Neural Network Architectures

  • MLP: Standard feedforward network. Flexible but no physics guarantees.
  • ICNN: Input-Convex Neural Network. Guarantees convexity of energy w.r.t. inputs via non-negative weights on the z-path.
  • PolyconvexICNN: Polyconvex ICNN with separate branches for invariant groups.
  • CANN: Constitutive ANN with interpretable basis functions and non-negative weights. Enables model discovery through sparsification.

Thermodynamically Consistent Training

The EnergyStressLoss enforces thermodynamic consistency by jointly minimizing:

\[\mathcal{L} = \alpha \|W_{pred} - W_{true}\|^2 + \beta \left\|\frac{\partial W_{pred}}{\partial \mathbf{I}} - \frac{\partial W_{true}}{\partial \mathbf{I}}\right\|^2\]

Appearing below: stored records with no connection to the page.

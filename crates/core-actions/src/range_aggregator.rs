//! Folding per-caret motion ranges into one multi-span range.
//!
//! Input order is the caret collection's native order and the output keeps it: one
//! span per caret that produced a range. For a linewise operation every span but the
//! last has its end pulled back by one so internal line terminators are not counted
//! twice; the last span keeps its terminator. The rule is order sensitive, so callers
//! must not sort carets by offset first.

use core_state::{SelectionType, TextRange};

/// Combine per-caret ranges. Returns `None` when no caret produced a range.
///
/// # Panics
/// When any per-caret range carries more than one span. A resolver yields exactly one
/// span per caret per pass; anything else is a programming error.
pub fn aggregate(per_caret: &[TextRange], selection_type: SelectionType) -> Option<TextRange> {
    for range in per_caret {
        assert!(
            !range.is_multiple(),
            "caret range must be a single span, got {} spans",
            range.span_count()
        );
    }
    let last = per_caret.len().checked_sub(1)?;
    let linewise = selection_type.is_linewise();
    TextRange::from_spans(per_caret.iter().enumerate().map(|(i, range)| {
        let (start, end) = (range.start_offset(), range.end_offset());
        if linewise && i < last {
            (start, end.saturating_sub(1))
        } else {
            (start, end)
        }
    }))
}
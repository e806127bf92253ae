//! Multi-span offset ranges.
//!
//! A `TextRange` carries one `(start, end)` pair per caret (or per block line). Raw pairs
//! keep the orientation of the motion that produced them: a backward motion yields
//! `start > end`. `normalize` returns a canonical copy with every pair ascending and never
//! touches the original, so the caller can still tell which way the motion ran.

use core_text::TextHost;
use smallvec::SmallVec;

#[derive(Debug, Clone, PartialEq, Eq)]
pub struct TextRange {
    spans: SmallVec<[(usize, usize); 1]>,
}

impl TextRange {
    pub fn new(start: usize, end: usize) -> Self {
        let mut spans = SmallVec::new();
        spans.push((start, end));
        Self { spans }
    }

    /// Build a range from one or more spans. Returns `None` for an empty input.
    pub fn from_spans<I>(spans: I) -> Option<Self>
    where
        I: IntoIterator<Item = (usize, usize)>,
    {
        let spans: SmallVec<[(usize, usize); 1]> = spans.into_iter().collect();
        if spans.is_empty() {
            None
        } else {
            Some(Self { spans })
        }
    }

    /// Rectangular range covering the lines between `anchor` and `head` and the columns
    /// between them inclusive of both corners. Short lines contribute a clamped (possibly
    /// empty) span.
    pub fn block<T: TextHost + ?Sized>(text: &T, anchor: usize, head: usize) -> Self {
        let (a_line, h_line) = (text.line_of(anchor), text.line_of(head));
        let (a_col, h_col) = (text.column_of(anchor), text.column_of(head));
        let (first, last) = (a_line.min(h_line), a_line.max(h_line));
        let (left, right) = (a_col.min(h_col), a_col.max(h_col) + 1);
        let spans = (first..=last).map(|line| {
            let start = text.line_start(line);
            let len = text.line_end(line) - start;
            (start + left.min(len), start + right.min(len))
        });
        Self {
            spans: spans.collect(),
        }
    }

    pub fn spans(&self) -> &[(usize, usize)] {
        &self.spans
    }

    pub fn span_count(&self) -> usize {
        self.spans.len()
    }

    pub fn is_multiple(&self) -> bool {
        self.spans.len() > 1
    }

    /// Raw start of the first span.
    pub fn start_offset(&self) -> usize {
        self.spans[0].0
    }

    /// Raw end of the last span.
    pub fn end_offset(&self) -> usize {
        self.spans[self.spans.len() - 1].1
    }

    /// Canonical copy with every span ascending.
    pub fn normalize(&self) -> TextRange {
        Self {
            spans: self
                .spans
                .iter()
                .map(|&(s, e)| (s.min(e), s.max(e)))
                .collect(),
        }
    }

    pub fn is_normalized(&self) -> bool {
        self.spans.iter().all(|&(s, e)| s <= e)
    }

    /// Offset a caret lands on when repositioned to this range: the lower bound of the
    /// first span, whichever way it was produced.
    pub fn natural_start(&self) -> usize {
        let (s, e) = self.spans[0];
        s.min(e)
    }

    /// Sum of span lengths.
    pub fn total_len(&self) -> usize {
        self.spans.iter().map(|&(s, e)| s.abs_diff(e)).sum()
    }

    pub fn set_span(&mut self, idx: usize, start: usize, end: usize) {
        self.spans[idx] = (start, end);
    }
}

#[cfg(test)]
mod tests {
    use super::*;
    use core_text::Buffer;
    use proptest::prelude::*;

    #[test]
    fn backward_span_keeps_orientation() {
        let r = TextRange::new(7, 3);
        assert!(!r.is_normalized());
        assert_eq!(r.start_offset(), 7);
        assert_eq!(r.natural_start(), 3);
        let n = r.normalize();
        assert_eq!(n.spans(), &[(3, 7)]);
        assert_eq!(r.spans(), &[(7, 3)], "original untouched");
    }

    #[test]
    fn empty_span_list_is_rejected() {
        assert!(TextRange::from_spans(Vec::new()).is_none());
    }

    #[test]
    fn total_len_sums_all_spans() {
        let r = TextRange::from_spans([(0, 4), (9, 6)]).unwrap();
        assert_eq!(r.total_len(), 7);
        assert_eq!(r.end_offset(), 6);
    }

    #[test]
    fn block_range_clamps_short_lines() {
        let buf = Buffer::from_str("t", "abcdef\nab\nabcdef\n").unwrap();
        // anchor on line 0 col 1, head on line 2 col 3
        let r = TextRange::block(&buf, 1, 10 + 3);
        assert_eq!(r.spans(), &[(1, 4), (8, 9), (11, 14)]);
    }

    #[test]
    fn block_range_is_orientation_independent() {
        let buf = Buffer::from_str("t", "abcdef\nabcdef\n").unwrap();
        let a = TextRange::block(&buf, 2, 7 + 4);
        let b = TextRange::block(&buf, 7 + 4, 2);
        assert_eq!(a, b);
    }

    proptest! {
        #[test]
        fn normalize_is_idempotent(spans in prop::collection::vec((0usize..500, 0usize..500), 1..8)) {
            let r = TextRange::from_spans(spans).unwrap();
            let once = r.normalize();
            prop_assert!(once.is_normalized());
            prop_assert_eq!(once.normalize(), once.clone());
            prop_assert_eq!(once.total_len(), r.total_len());
            prop_assert_eq!(once.span_count(), r.span_count());
        }
    }
}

where the stress (gradient) term is computed via automatic differentiation through the network.

Experimental Data Integration

The ExperimentalData class loads biomechanical test data (uniaxial, biaxial) and converts to deformation gradients for integration with the surrogate pipeline.

The fit_material function uses scipy.optimize.minimize to fit material parameters to experimental data by minimizing the stress residual:

\[\min_{\theta} \sum_i \|\boldsymbol{\sigma}_{model}(\lambda_i; \theta) - \boldsymbol{\sigma}_{exp,i}\|^2\]

References

  1. Holzapfel, G.A., Gasser, T.C., Ogden, R.W. (2000). A new constitutive framework for arterial wall mechanics. J. Elasticity, 61, 1-48.
  2. Gasser, T.C., Ogden, R.W., Holzapfel, G.A. (2006). Hyperelastic modelling of arterial layers with distributed collagen fibre orientations. J. R. Soc. Interface, 3, 15-35.
  3. Linka, K., et al. (2023). A new family of Constitutive Artificial Neural Networks towards automated model discovery. Comput. Methods Appl. Mech. Eng., 403, 115731.
  4. Amos, B., Xu, L., Kolter, J.Z. (2017). Input convex neural networks. ICML.
  5. Guccione, J.M., McCulloch, A.D., Waldman, L.K. (1991). Passive material properties of intact ventricular myocardium determined from a cylindrical model. J. Biomech. Eng., 113, 42-55.